(Data entries)
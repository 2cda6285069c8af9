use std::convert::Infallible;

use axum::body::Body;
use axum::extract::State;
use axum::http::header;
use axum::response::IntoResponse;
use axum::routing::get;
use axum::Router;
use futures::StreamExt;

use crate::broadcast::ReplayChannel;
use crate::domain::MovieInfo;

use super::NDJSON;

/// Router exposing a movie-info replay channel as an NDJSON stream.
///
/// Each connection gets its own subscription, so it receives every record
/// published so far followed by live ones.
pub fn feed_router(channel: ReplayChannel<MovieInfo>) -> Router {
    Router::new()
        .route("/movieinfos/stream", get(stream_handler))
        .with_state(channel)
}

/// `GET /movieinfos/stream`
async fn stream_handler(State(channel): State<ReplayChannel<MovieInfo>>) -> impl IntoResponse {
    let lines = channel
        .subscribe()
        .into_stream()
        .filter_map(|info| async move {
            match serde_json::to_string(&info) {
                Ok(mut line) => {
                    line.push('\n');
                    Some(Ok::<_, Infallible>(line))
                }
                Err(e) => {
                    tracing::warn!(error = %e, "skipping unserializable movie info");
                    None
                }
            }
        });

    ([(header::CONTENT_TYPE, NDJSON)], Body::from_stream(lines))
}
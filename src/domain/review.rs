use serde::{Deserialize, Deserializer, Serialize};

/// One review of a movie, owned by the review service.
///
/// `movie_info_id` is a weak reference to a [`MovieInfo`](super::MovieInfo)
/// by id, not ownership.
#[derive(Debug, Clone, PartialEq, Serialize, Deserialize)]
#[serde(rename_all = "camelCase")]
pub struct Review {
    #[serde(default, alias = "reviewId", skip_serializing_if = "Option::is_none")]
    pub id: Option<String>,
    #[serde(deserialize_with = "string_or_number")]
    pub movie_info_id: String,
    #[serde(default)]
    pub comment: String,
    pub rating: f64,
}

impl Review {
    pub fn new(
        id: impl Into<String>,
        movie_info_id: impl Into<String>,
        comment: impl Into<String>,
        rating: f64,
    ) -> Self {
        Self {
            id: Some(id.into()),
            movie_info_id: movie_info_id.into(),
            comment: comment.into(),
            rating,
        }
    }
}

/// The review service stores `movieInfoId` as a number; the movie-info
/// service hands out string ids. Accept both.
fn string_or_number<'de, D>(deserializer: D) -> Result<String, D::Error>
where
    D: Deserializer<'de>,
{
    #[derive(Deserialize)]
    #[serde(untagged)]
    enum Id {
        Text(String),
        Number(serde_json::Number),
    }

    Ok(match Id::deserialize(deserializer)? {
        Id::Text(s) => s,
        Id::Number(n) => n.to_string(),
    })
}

--

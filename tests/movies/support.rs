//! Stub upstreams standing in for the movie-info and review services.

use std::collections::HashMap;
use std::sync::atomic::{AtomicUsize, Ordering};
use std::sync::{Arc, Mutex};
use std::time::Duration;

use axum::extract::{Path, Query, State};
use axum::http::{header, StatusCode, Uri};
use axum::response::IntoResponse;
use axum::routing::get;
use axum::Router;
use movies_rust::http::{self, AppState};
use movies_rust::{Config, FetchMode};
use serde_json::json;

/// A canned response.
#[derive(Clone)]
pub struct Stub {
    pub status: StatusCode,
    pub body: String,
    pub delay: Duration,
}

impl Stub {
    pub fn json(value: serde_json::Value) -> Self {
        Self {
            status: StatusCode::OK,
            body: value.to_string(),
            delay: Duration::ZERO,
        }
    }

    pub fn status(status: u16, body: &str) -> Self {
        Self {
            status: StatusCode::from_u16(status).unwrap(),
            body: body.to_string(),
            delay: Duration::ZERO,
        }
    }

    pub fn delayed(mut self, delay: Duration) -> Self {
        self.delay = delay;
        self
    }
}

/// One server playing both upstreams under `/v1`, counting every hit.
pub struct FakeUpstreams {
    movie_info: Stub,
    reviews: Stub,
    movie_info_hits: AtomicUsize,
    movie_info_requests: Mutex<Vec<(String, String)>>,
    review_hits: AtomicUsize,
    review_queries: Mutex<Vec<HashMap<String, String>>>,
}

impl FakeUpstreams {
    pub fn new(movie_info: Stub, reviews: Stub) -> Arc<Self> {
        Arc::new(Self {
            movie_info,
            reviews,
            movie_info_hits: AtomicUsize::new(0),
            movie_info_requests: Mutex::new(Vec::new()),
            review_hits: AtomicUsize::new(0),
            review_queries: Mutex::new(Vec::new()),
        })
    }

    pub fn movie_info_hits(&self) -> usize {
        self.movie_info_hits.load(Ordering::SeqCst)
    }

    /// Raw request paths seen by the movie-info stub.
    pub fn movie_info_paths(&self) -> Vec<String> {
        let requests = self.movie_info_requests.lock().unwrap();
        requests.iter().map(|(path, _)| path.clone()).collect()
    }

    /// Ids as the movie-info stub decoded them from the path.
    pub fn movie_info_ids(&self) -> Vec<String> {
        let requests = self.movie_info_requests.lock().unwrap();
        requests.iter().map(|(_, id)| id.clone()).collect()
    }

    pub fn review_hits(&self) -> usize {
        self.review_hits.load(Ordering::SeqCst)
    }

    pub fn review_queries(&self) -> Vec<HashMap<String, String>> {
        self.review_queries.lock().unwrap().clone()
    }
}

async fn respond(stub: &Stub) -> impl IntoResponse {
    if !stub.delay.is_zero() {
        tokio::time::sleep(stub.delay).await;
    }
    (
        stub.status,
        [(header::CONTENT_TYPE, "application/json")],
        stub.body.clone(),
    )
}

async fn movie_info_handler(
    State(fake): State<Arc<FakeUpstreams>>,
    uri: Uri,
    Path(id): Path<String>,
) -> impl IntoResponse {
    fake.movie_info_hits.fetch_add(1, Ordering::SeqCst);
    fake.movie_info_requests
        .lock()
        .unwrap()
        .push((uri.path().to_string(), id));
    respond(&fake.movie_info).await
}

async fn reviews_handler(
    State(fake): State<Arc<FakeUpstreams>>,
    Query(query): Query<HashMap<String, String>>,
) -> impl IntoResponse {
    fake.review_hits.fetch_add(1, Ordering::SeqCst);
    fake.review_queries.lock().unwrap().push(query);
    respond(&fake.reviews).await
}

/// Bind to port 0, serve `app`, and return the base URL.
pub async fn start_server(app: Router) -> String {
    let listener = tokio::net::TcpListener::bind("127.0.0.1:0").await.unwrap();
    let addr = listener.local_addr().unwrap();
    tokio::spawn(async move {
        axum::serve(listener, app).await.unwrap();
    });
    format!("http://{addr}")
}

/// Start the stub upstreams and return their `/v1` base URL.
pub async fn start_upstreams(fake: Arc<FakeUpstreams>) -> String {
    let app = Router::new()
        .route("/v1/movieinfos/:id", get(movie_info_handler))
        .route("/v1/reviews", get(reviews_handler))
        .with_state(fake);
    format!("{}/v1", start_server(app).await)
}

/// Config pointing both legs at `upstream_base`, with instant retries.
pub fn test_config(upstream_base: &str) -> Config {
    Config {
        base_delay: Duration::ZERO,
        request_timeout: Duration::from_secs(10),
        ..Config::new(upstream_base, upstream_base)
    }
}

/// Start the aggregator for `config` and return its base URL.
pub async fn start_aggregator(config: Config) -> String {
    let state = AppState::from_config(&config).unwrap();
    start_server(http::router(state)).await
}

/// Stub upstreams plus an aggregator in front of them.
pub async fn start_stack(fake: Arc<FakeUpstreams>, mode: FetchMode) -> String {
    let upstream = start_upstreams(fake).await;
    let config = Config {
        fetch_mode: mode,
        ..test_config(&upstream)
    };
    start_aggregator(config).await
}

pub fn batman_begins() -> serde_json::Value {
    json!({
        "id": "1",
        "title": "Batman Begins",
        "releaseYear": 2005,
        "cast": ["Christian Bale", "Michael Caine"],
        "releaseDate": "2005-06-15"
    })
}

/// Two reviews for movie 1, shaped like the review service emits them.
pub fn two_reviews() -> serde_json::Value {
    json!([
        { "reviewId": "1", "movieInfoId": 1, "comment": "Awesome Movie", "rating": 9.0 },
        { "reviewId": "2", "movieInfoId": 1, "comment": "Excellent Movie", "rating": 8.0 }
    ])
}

# [YOUR OBJECTIVE]
Collect the complete line wherever the string "both" appears in the records.

# [RESPONSE]
/// service hands out string ids. Accept both.
/// One server playing both upstreams under `/v1`, counting every hit.
/// Config pointing both legs at `upstream_base`, with instant retries.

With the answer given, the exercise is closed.